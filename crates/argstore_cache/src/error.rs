//! Error types for store operations.

use std::path::PathBuf;

use argstore_common::ParseError;

/// Errors that can occur while reading or writing a dataset store.
///
/// A missing fuzz-cache entry is not an error: lookups return `Option`.
#[derive(Debug, thiserror::Error)]
pub enum CacheError {
    /// A store file or directory could not be read, written, or removed.
    #[error("store I/O error at {path}: {source}")]
    Io {
        /// The path that caused the error.
        path: PathBuf,
        /// The underlying I/O error.
        source: std::io::Error,
    },

    /// A store document exists but is not valid JSON of the expected shape.
    #[error("malformed store document {path}: {reason}")]
    Malformed {
        /// The document path.
        path: PathBuf,
        /// Description of the problem.
        reason: String,
    },

    /// A value could not be serialized.
    #[error("serialization error: {reason}")]
    Serialization {
        /// Description of the serialization failure.
        reason: String,
    },

    /// A persisted constant pool names a kind outside the registry.
    #[error("unknown primitive kind '{name}'")]
    UnknownKind {
        /// The unrecognized kind name.
        name: String,
    },

    /// A persisted literal does not parse as its kind.
    #[error(transparent)]
    Parse(#[from] ParseError),

    /// A dataset name that cannot be used as a single directory name.
    #[error("invalid dataset name '{name}'")]
    InvalidDataset {
        /// The rejected name.
        name: String,
    },

    /// A package or class name that does not map to a path below the dataset.
    #[error("invalid class path '{package}.{class}'")]
    InvalidClassPath {
        /// The dotted package name.
        package: String,
        /// The class name.
        class: String,
    },
}

impl CacheError {
    pub(crate) fn io(path: impl Into<PathBuf>, source: std::io::Error) -> Self {
        CacheError::Io {
            path: path.into(),
            source,
        }
    }
}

**Your assignment:** In the listing, find each line with the string "does" and copy it.

**Exercise solution:**
    /// A persisted literal does not parse as its kind.
    /// A package or class name that does not map to a path below the dataset.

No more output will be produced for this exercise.